Cambiano gli studenti restano vizi e ritardi

Cresce la frequenza alle lezioni e negli stage
Gran parte dei ragazzi non ha esperienze di lavoro
MASSIMO LIVI BACCI

Il VI Rapporto AlmaLaurea sui laureati del 2003 offre una fotografia ad alta risoluzione dell'ancien régime universitario assieme a qualche sprazzo di riflessione sul nuovo che inizia a sfornare i primi laureati triennali. La fotografia è storica, e ci serve a fare un esame di coscienza su ciò che abbiamo abbandonato, per iniziativa del centrosinistra e col sigillo finale del centrodestra. Che il sistema fosse gravemente ammalato, lo sapevano tutti; semmai resta il dubbio se, con adeguate riforme, esso sarebbe stato capace di recuperare efficienza e qualità senza decretarne la fine. D'altro canto le informazioni sul nuovo regime non consentono di capire se gli obbiettivi fondamentali della riforma potranno essere raggiunti; esse ci consentono però di ragionare sui possibili correttivi suggeriti dalla prima fase di sperimentazione.
Ma veniamo all'università che abbiamo cancellato e alla qualità dei suoi processi formativi. L'indagine comprende la maggioranza dei laureati nel 2003 e un gran numero di atenei, ed è quindi altamente rappresentativa ed attendibile.
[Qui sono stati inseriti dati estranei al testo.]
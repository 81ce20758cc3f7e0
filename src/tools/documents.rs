//! Document upload tool.

use async_trait::async_trait;
use base64::engine::general_purpose::STANDARD;
use base64::Engine;
use serde_json::Value;
use std::collections::HashMap;
use std::sync::Arc;

use crate::error::Result;
use crate::mcp::handler::{error_result, get_display_arg, success_result, ToolHandler};
use crate::mcp::protocol::{Tool, ToolResult};
use crate::service::UploadStore;
use crate::tool_schema;

/// Magic bytes every PDF starts with.
const PDF_MAGIC: &[u8] = b"%PDF-";

/// Upload PDF tool.
pub struct UploadPdfTool {
    store: Arc<UploadStore>,
    max_bytes: usize,
}

impl UploadPdfTool {
    pub fn new(store: Arc<UploadStore>, max_bytes: usize) -> Self {
        Self { store, max_bytes }
    }
}

#[async_trait]
impl ToolHandler for UploadPdfTool {
    fn definition(&self) -> Tool {
        Tool {
            name: "upload_pdf".to_string(),
            description: "Upload a PDF file for processing (validates PDF format)".to_string(),
            input_schema: tool_schema!(["filename", "content"],
                "filename": {
                    "type": "string",
                    "description": "Name of the PDF file"
                },
                "content": {
                    "type": "string",
                    "description": "Base64 encoded PDF content"
                }
            ),
        }
    }

    async fn execute(&self, args: HashMap<String, Value>) -> Result<ToolResult> {
        let filename = get_display_arg(&args, "filename");
        let content = get_display_arg(&args, "content");

        if !filename.to_lowercase().ends_with(".pdf") {
            return Ok(error_result("Error: File must have .pdf extension"));
        }

        let bytes = match STANDARD.decode(content.trim()) {
            Ok(bytes) => bytes,
            Err(e) => return Ok(error_result(format!("Error: Invalid base64 content - {}", e))),
        };

        if !bytes.starts_with(PDF_MAGIC) {
            return Ok(error_result("Error: File is not a valid PDF format"));
        }

        if bytes.len() > self.max_bytes {
            return Ok(error_result(format!(
                "Error: File exceeds maximum upload size ({} > {} bytes)",
                bytes.len(),
                self.max_bytes
            )));
        }

        let file = self.store.add(filename, bytes).await;

        Ok(success_result(format!(
            "PDF uploaded successfully: {} (ID: {}, Size: {} bytes)",
            file.filename, file.id, file.size
        )))
    }
}

#[cfg(test)]
mod tests {
    use super::*;
    use crate::mcp::protocol::ContentBlock;
    use serde_json::json;

    fn text(result: &ToolResult) -> &str {
        match &result.content[0] {
            ContentBlock::Text { text } => text,
        }
    }

    fn upload_args(filename: &str, content: &str) -> HashMap<String, Value> {
        serde_json::from_value(json!({"filename": filename, "content": content})).unwrap()
    }

    fn tool() -> (UploadPdfTool, Arc<UploadStore>) {
        let store = Arc::new(UploadStore::new());
        (UploadPdfTool::new(store.clone(), 1024), store)
    }

    #[tokio::test]
    async fn test_upload_valid_pdf() {
        let (tool, store) = tool();
        let content = STANDARD.encode(b"%PDF-1.4 minimal");

        let result = tool.execute(upload_args("Report.PDF", &content)).await.unwrap();

        assert!(!result.is_error);
        assert_eq!(
            text(&result),
            "PDF uploaded successfully: Report.PDF (ID: uploaded_1, Size: 16 bytes)"
        );
        assert_eq!(store.len().await, 1);
    }

    #[tokio::test]
    async fn test_upload_rejects_extension() {
        let (tool, store) = tool();
        let content = STANDARD.encode(b"%PDF-1.4");
        let result = tool.execute(upload_args("notes.txt", &content)).await.unwrap();

        assert!(result.is_error);
        assert_eq!(text(&result), "Error: File must have .pdf extension");
        assert!(store.is_empty().await);
    }

    #[tokio::test]
    async fn test_upload_rejects_bad_base64() {
        let (tool, _) = tool();
        let result = tool.execute(upload_args("a.pdf", "***")).await.unwrap();

        assert!(result.is_error);
        assert!(text(&result).starts_with("Error: Invalid base64 content - "));
    }

    #[tokio::test]
    async fn test_upload_rejects_non_pdf_bytes() {
        let (tool, _) = tool();
        let content = STANDARD.encode(b"GIF89a");
        let result = tool.execute(upload_args("a.pdf", &content)).await.unwrap();

        assert_eq!(text(&result), "Error: File is not a valid PDF format");
    }

    #[tokio::test]
    async fn test_upload_enforces_size_limit() {
        let (tool, store) = tool();
        let mut bytes = b"%PDF-".to_vec();
        bytes.resize(2048, b'0');
        let result = tool
            .execute(upload_args("big.pdf", &STANDARD.encode(&bytes)))
            .await
            .unwrap();

        assert!(result.is_error);
        assert!(text(&result).contains("maximum upload size"));
        assert!(store.is_empty().await);
    }

    #[tokio::test]
    async fn test_upload_missing_arguments() {
        let (tool, _) = tool();
        let result = tool.execute(HashMap::new()).await.unwrap();
        assert_eq!(text(&result), "Error: File must have .pdf extension");
    }

    #[derive(Clone, Default)]
    struct CapturedLog(Arc<std::sync::Mutex<Vec<u8>>>);

    impl std::io::Write for CapturedLog {
        fn write(&mut self, buf: &[u8]) -> std::io::Result<usize> {
            self.0.lock().unwrap().extend_from_slice(buf);
            Ok(buf.len())
        }

        fn flush(&mut self) -> std::io::Result<()> {
            Ok(())
        }
    }

    #[tokio::test]
    async fn test_upload_is_logged_once() {
        let log = CapturedLog::default();
        let writer = log.clone();
        let subscriber = tracing_subscriber::fmt()
            .with_ansi(false)
            .with_writer(move || writer.clone())
            .finish();
        let _guard = tracing::subscriber::set_default(subscriber);

        let (tool, _) = tool();
        let content = STANDARD.encode(b"%PDF-1.4 once");
        let result = tool.execute(upload_args("once.pdf", &content)).await.unwrap();
        assert!(!result.is_error);

        let output = String::from_utf8(log.0.lock().unwrap().clone()).unwrap();
        assert_eq!(output.matches("Stored upload uploaded_1").count(), 1);
    }
}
Il quadro generale ripropone i vizi ben noti del sistema, nel quale alcuni segnali positivi non hanno però alterato la cronicità dei problemi. Tra i tanti spicca il pesante ritardo nel compimento del ciclo di studio e l'elevata età alla laurea - rispettivamente 7 e 28 anni - e l'assenza di miglioramento negli ultimi anni. Naturalmente i meccanismi di questo ritardo sono complessi, ma resta il fatto che anche tra gli studenti che non hanno avuto alcuna esperienza lavorativa (più di un terzo del totale) e che avrebbero potuto dedicare la totalità del tempo allo studio, l'età media alla laurea è di ben 26,5 anni, con una durata della vita universitaria di 2-3 anni più lunga di quella teorica. E' soprattutto il cronico ritardo che ha segnato la condanna a morte del sistema. L'Italia è invecchiata non solo demograficamente - nel senso della crescente incidenza di chi ha più di 70, 80 o 90 anni - ma anche perché coloro che escono dal sistema formativo sono (relativamente) vecchi, con conoscenze che divengono più rapidamente obsolete e che è più arduo poi aggiornare e rinnovare. Anche il fatto che una parte così cospicua di studenti non abbia mai avuto, nemmeno occasionalmente, un'esperienza di lavoro prima della laurea - peraltro acquisita così tardi - è una carenza destinata a pesare negativamente nella transizione al lavoro. Negativo è anche il fatto che l'esperienza di studio all'estero abbia riguardato solo un laureato su cinque, e che abbia coinvolto appena un laureato su quattro nel gruppo linguistico. C'è da lamentare che i programmi Erasmus/Socrates non vengano rafforzati: in un paese che soffre di provincialismo pur aspirando ad essere "europeo", un'esperienza almeno semestrale all'estero dovrebbe essere la norma.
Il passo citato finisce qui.